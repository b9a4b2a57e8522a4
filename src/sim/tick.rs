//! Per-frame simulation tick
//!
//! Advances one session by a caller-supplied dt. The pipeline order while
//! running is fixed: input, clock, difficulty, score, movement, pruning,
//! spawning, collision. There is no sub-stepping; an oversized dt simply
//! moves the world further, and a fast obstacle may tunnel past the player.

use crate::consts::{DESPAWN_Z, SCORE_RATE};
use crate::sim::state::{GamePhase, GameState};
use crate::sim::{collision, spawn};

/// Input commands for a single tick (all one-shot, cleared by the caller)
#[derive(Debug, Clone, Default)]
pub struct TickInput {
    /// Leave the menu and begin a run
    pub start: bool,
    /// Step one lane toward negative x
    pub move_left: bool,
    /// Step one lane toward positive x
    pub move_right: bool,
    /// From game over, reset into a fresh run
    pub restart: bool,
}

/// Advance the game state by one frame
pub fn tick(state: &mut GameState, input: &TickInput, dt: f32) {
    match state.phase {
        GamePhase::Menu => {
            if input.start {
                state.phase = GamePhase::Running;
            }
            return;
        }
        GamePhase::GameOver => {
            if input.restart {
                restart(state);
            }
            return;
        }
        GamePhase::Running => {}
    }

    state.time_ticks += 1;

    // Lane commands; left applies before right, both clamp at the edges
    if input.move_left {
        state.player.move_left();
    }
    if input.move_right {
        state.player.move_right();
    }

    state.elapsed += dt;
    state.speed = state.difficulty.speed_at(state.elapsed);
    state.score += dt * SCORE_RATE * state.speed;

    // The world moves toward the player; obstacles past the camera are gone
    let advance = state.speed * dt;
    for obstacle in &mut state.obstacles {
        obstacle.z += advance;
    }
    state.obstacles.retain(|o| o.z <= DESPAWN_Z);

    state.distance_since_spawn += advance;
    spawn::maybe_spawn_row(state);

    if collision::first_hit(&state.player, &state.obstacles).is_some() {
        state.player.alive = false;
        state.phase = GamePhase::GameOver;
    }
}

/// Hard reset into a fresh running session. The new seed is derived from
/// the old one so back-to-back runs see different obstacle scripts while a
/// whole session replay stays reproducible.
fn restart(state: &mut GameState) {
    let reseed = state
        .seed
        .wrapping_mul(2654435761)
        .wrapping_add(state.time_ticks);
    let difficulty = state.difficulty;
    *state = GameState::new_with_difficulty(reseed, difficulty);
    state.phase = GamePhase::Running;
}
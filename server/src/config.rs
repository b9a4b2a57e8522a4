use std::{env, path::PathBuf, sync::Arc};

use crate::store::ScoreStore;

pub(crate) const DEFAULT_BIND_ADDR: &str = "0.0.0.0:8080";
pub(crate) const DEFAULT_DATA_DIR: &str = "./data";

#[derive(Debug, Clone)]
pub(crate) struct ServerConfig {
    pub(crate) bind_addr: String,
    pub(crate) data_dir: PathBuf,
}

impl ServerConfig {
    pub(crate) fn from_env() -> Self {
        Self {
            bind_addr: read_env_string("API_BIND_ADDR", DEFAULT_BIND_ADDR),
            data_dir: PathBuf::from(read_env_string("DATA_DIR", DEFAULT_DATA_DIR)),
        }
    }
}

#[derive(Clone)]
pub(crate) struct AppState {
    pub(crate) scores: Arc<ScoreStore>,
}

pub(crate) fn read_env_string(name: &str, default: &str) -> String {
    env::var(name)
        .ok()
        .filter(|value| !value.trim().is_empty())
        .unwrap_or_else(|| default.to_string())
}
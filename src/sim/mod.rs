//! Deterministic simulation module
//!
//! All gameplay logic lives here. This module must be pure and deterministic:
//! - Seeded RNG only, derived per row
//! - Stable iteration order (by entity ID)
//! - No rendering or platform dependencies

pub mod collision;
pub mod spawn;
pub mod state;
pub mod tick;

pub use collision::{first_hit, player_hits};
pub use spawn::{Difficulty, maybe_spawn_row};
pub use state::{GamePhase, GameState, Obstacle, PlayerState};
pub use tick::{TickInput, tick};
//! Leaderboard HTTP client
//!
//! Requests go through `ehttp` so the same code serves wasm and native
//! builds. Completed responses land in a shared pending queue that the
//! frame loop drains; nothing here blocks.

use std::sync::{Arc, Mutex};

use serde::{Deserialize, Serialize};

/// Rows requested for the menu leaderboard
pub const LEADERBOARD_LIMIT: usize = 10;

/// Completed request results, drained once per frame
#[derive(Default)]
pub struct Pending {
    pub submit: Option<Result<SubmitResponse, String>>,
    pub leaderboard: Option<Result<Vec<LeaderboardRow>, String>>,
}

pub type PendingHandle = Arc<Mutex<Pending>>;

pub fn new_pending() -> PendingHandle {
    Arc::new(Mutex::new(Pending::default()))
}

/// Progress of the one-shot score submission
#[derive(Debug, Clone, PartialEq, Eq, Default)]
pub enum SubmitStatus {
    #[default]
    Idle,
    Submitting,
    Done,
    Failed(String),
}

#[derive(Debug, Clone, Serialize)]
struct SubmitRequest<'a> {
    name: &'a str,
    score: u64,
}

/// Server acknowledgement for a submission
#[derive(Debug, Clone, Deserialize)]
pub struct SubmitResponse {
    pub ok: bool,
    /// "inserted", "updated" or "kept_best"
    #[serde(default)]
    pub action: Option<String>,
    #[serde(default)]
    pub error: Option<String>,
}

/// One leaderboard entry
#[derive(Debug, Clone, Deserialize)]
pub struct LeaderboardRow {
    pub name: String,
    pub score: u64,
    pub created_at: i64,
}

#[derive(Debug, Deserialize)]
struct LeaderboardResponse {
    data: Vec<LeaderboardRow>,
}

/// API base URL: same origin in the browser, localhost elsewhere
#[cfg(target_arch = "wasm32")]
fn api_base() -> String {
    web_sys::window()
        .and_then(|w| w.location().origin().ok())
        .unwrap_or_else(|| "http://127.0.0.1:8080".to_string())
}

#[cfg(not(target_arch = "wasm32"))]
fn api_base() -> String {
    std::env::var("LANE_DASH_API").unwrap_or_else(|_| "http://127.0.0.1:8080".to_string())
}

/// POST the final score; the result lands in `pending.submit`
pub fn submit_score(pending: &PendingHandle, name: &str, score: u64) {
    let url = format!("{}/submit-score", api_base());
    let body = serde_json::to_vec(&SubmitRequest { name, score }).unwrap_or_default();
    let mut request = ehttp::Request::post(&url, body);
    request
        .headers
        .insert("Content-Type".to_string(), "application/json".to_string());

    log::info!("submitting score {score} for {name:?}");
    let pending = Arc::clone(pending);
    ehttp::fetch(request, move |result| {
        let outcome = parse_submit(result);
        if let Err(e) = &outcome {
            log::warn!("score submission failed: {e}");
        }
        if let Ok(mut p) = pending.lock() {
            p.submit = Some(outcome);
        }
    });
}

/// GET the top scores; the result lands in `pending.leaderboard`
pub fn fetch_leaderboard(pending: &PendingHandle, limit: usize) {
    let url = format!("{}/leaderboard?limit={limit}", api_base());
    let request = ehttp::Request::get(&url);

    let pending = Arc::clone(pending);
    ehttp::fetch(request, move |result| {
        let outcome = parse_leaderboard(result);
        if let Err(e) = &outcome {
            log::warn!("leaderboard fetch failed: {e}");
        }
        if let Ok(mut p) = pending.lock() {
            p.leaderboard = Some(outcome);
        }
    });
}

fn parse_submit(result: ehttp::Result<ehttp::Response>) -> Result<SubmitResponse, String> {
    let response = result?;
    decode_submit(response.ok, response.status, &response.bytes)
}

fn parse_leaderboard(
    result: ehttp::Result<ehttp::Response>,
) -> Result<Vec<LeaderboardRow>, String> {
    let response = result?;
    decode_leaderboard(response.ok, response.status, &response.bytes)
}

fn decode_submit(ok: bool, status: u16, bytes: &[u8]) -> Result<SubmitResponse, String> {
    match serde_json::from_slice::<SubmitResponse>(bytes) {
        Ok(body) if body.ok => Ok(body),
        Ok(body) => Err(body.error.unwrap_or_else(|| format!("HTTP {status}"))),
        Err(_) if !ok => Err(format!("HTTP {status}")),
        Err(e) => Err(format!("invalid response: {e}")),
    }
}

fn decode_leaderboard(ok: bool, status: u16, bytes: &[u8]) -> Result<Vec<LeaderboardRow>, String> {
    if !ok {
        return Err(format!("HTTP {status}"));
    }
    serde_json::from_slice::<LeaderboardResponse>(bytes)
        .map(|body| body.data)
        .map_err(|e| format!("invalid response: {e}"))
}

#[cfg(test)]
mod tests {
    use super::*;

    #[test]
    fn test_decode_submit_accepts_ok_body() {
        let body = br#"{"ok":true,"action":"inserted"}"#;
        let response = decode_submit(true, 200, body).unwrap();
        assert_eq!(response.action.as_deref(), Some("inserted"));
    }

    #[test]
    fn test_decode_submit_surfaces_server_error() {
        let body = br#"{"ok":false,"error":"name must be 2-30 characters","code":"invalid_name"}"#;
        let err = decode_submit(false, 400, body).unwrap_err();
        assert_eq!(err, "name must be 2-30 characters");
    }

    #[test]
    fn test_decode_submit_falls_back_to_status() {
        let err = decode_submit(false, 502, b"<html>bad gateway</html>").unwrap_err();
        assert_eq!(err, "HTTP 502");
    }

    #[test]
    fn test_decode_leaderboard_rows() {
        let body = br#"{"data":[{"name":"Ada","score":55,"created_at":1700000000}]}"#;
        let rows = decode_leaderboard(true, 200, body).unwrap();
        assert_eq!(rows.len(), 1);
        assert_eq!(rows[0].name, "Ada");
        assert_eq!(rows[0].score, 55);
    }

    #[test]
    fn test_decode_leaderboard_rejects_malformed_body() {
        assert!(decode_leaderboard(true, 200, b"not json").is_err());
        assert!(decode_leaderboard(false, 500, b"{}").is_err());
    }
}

----

AIM OF THE EXERCISE
Every line that contains "PathBuf" should be copied out of the data.

SOLUTION FOR THIS PROBLEM
use std::{env, path::PathBuf, sync::Arc};
    pub(crate) data_dir: PathBuf,
            data_dir: PathBuf::from(read_env_string("DATA_DIR", DEFAULT_DATA_DIR)),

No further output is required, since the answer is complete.